Scan the data, and whenever a line contains "SectionPresence", copy it.

#####

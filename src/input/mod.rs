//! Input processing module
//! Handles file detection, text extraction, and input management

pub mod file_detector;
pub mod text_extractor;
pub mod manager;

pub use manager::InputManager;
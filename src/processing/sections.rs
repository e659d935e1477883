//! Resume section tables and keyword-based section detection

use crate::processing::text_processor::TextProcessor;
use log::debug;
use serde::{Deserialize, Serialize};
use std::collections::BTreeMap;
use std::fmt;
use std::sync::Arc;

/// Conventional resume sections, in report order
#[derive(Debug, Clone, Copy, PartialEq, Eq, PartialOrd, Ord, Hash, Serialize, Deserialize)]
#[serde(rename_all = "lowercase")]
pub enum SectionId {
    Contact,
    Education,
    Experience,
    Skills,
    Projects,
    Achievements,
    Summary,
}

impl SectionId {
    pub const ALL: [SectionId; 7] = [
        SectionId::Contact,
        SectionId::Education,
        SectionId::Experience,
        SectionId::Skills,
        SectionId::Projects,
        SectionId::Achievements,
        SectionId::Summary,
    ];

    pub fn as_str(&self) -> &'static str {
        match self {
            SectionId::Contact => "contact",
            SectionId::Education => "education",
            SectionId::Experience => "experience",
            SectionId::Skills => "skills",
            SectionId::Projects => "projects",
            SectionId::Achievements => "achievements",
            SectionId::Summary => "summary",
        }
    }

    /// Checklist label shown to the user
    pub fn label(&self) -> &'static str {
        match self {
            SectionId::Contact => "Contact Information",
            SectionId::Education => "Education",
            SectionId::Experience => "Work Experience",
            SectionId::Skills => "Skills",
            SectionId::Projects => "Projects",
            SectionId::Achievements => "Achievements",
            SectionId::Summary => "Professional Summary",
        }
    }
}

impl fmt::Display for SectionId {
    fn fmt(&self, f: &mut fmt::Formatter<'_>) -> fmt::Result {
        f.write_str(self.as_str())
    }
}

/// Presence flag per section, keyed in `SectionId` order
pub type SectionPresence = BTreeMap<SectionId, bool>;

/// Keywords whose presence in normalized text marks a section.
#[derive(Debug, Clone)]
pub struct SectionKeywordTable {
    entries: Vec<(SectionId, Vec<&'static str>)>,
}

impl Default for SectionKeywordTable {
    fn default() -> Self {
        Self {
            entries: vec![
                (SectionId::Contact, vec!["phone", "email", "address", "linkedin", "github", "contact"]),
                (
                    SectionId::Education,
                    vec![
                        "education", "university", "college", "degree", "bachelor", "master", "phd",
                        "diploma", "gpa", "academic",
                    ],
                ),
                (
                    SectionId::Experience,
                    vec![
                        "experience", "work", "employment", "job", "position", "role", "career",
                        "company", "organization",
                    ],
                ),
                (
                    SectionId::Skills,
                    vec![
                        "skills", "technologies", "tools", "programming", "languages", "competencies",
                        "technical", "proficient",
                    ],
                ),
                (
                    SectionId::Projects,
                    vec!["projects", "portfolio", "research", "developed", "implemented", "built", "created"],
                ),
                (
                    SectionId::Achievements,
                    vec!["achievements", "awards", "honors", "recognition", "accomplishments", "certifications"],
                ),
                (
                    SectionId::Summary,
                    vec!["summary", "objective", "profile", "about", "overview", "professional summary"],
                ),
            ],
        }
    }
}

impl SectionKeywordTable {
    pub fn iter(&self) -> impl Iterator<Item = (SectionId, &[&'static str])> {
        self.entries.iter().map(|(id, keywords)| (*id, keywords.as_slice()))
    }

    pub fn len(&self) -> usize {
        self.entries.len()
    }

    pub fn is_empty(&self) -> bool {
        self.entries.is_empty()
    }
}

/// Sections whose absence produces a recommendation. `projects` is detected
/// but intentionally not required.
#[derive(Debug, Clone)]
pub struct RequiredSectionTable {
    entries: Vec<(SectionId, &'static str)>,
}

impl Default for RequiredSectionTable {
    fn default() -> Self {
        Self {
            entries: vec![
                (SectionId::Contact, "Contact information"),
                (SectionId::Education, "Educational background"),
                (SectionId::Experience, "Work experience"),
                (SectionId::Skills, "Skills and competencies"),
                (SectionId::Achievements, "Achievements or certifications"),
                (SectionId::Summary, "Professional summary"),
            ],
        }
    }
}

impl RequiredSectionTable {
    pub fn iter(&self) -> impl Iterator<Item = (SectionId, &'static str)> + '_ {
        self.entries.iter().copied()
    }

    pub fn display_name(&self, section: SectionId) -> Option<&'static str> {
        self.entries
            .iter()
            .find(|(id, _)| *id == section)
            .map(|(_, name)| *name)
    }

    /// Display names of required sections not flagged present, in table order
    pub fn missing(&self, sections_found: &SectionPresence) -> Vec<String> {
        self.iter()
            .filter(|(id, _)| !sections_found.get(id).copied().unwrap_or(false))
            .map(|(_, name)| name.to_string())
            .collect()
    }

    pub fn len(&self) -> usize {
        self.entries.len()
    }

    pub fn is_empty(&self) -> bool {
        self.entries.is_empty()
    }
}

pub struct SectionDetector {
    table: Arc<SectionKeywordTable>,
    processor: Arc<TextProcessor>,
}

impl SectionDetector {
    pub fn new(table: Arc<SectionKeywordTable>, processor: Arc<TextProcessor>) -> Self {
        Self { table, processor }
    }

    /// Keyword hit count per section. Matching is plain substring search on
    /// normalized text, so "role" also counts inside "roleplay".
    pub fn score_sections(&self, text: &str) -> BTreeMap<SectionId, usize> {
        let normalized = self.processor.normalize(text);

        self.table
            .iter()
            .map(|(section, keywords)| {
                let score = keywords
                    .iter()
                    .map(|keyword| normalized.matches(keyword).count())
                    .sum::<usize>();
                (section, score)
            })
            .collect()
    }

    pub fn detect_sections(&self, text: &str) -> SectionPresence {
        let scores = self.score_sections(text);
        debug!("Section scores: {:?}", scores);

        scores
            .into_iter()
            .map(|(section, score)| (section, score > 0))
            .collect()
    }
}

#####

Solution to this problem:
pub type SectionPresence = BTreeMap<SectionId, bool>;
    pub fn missing(&self, sections_found: &SectionPresence) -> Vec<String> {
    pub fn detect_sections(&self, text: &str) -> SectionPresence {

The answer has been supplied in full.